What needs to be done:
Pull every line containing "swarmllm" from the data.
################
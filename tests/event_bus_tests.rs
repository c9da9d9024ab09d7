use std::time::Duration;

use swarmllm::covenant::{Constraints, Covenant, CovenantResults};
use swarmllm::event::{EventBus, ServerEvent};

fn progress(n: u8) -> ServerEvent {
    ServerEvent::AgentProgress {
        covenant_id: "c1".into(),
        agent_id: format!("agent-{}", n),
        progress: n,
        thought: None,
    }
}

fn results() -> CovenantResults {
    CovenantResults {
        content: "done".into(),
        quality: 0.9,
        cost_usd: 0.0,
        latency_ms: 1,
        sub_agent_count: 0,
        used_fallback: false,
        error: None,
    }
}

#[tokio::test]
async fn test_events_arrive_in_publish_order() {
    let bus = EventBus::new();
    let sub = bus.subscribe().await;

    for n in 0..5 {
        bus.publish(progress(n)).await;
    }

    for n in 0..5 {
        match sub.recv().await {
            ServerEvent::AgentProgress { progress, .. } => assert_eq!(progress, n),
            other => panic!("unexpected event {:?}", other),
        }
    }
}

#[tokio::test]
async fn test_mid_run_attach_replays_a_snapshot_first() {
    let bus = EventBus::new();
    let covenant = Covenant::new("user-1", "what is 2+2?", Constraints::default());
    bus.publish(ServerEvent::CovenantUpdate {
        covenant: covenant.clone(),
    })
    .await;

    // Nobody was listening, but a late subscriber still sees the head first.
    let sub = bus.subscribe().await;
    bus.publish(progress(1)).await;

    match sub.recv().await {
        ServerEvent::CovenantUpdate { covenant: head } => assert_eq!(head.id, covenant.id),
        other => panic!("expected snapshot first, got {:?}", other),
    }
    match sub.recv().await {
        ServerEvent::AgentProgress { .. } => {}
        other => panic!("expected live event second, got {:?}", other),
    }
}

#[tokio::test]
async fn test_backpressure_coalesces_progress_but_never_terminals() {
    let bus = EventBus::with_capacity(4);
    let sub = bus.subscribe().await;

    for n in 0..10 {
        bus.publish(progress(n)).await;
    }
    bus.publish(ServerEvent::Completed {
        covenant_id: "c1".into(),
        results: results(),
    })
    .await;

    let mut seen = Vec::new();
    while let Some(event) = sub.try_recv().await {
        seen.push(event);
    }

    // The queue stayed bounded by dropping old progress, and the terminal
    // event survived at the end.
    assert!(seen.len() <= 5);
    assert!(matches!(seen.last(), Some(ServerEvent::Completed { .. })));
    let progress_count = seen
        .iter()
        .filter(|e| matches!(e, ServerEvent::AgentProgress { .. }))
        .count();
    assert!(progress_count < 10);
}

#[tokio::test]
async fn test_full_queue_of_non_progress_events_loses_nothing() {
    let bus = EventBus::with_capacity(2);
    let sub = bus.subscribe().await;

    for _ in 0..4 {
        bus.publish(ServerEvent::TaskStart {
            covenant_id: "c1".into(),
        })
        .await;
    }
    bus.publish(ServerEvent::Rejected {
        covenant_id: "c1".into(),
        reason: "quality_below_threshold".into(),
        quality: 0.4,
    })
    .await;

    let mut count = 0;
    let mut last = None;
    while let Some(event) = sub.try_recv().await {
        count += 1;
        last = Some(event);
    }
    assert_eq!(count, 5);
    assert!(matches!(last, Some(ServerEvent::Rejected { .. })));
}

#[tokio::test]
async fn test_recv_wakes_on_later_publish() {
    let bus = EventBus::new();
    let sub = bus.subscribe().await;

    let publisher = {
        let bus = bus.clone();
        tokio::spawn(async move {
            tokio::time::sleep(Duration::from_millis(20)).await;
            bus.publish(progress(7)).await;
        })
    };

    let event = tokio::time::timeout(Duration::from_secs(1), sub.recv())
        .await
        .expect("recv must wake when an event lands");
    assert!(matches!(event, ServerEvent::AgentProgress { progress: 7, .. }));
    publisher.await.unwrap();
}

#[test]
fn test_server_events_serialize_with_snake_case_tags() {
    let json = serde_json::to_value(ServerEvent::TaskStart {
        covenant_id: "c1".into(),
    })
    .unwrap();
    assert_eq!(json["type"], "task_start");
    assert_eq!(json["covenant_id"], "c1");

    let json = serde_json::to_value(ServerEvent::Rejected {
        covenant_id: "c1".into(),
        reason: "quality_below_threshold".into(),
        quality: 0.45,
    })
    .unwrap();
    assert_eq!(json["type"], "rejected");
    assert_eq!(json["quality"], 0.45);
}

#[test]
fn test_client_commands_deserialize_from_tagged_json() {
    let cmd: swarmllm::event::ClientCommand = serde_json::from_str(
        r#"{"type":"create_covenant","intent":"What is 2+2?"}"#,
    )
    .unwrap();
    match cmd {
        swarmllm::event::ClientCommand::CreateCovenant { intent, constraints } => {
            assert_eq!(intent, "What is 2+2?");
            assert!(constraints.is_none());
        }
        other => panic!("unexpected command {:?}", other),
    }

    let cmd: swarmllm::event::ClientCommand =
        serde_json::from_str(r#"{"type":"cancel","covenant_id":"c9"}"#).unwrap();
    assert!(matches!(
        cmd,
        swarmllm::event::ClientCommand::Cancel { .. }
    ));
}

#[tokio::test]
async fn test_dropped_subscribers_are_pruned() {
    let bus = EventBus::new();
    let sub = bus.subscribe().await;
    assert_eq!(bus.subscriber_count().await, 1);
    drop(sub);
    assert_eq!(bus.subscriber_count().await, 0);
}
################
Solution for this exercise:
use swarmllm::covenant::{Constraints, Covenant, CovenantResults};
use swarmllm::event::{EventBus, ServerEvent};
    let cmd: swarmllm::event::ClientCommand = serde_json::from_str(
        swarmllm::event::ClientCommand::CreateCovenant { intent, constraints } => {
    let cmd: swarmllm::event::ClientCommand =
        swarmllm::event::ClientCommand::Cancel { .. }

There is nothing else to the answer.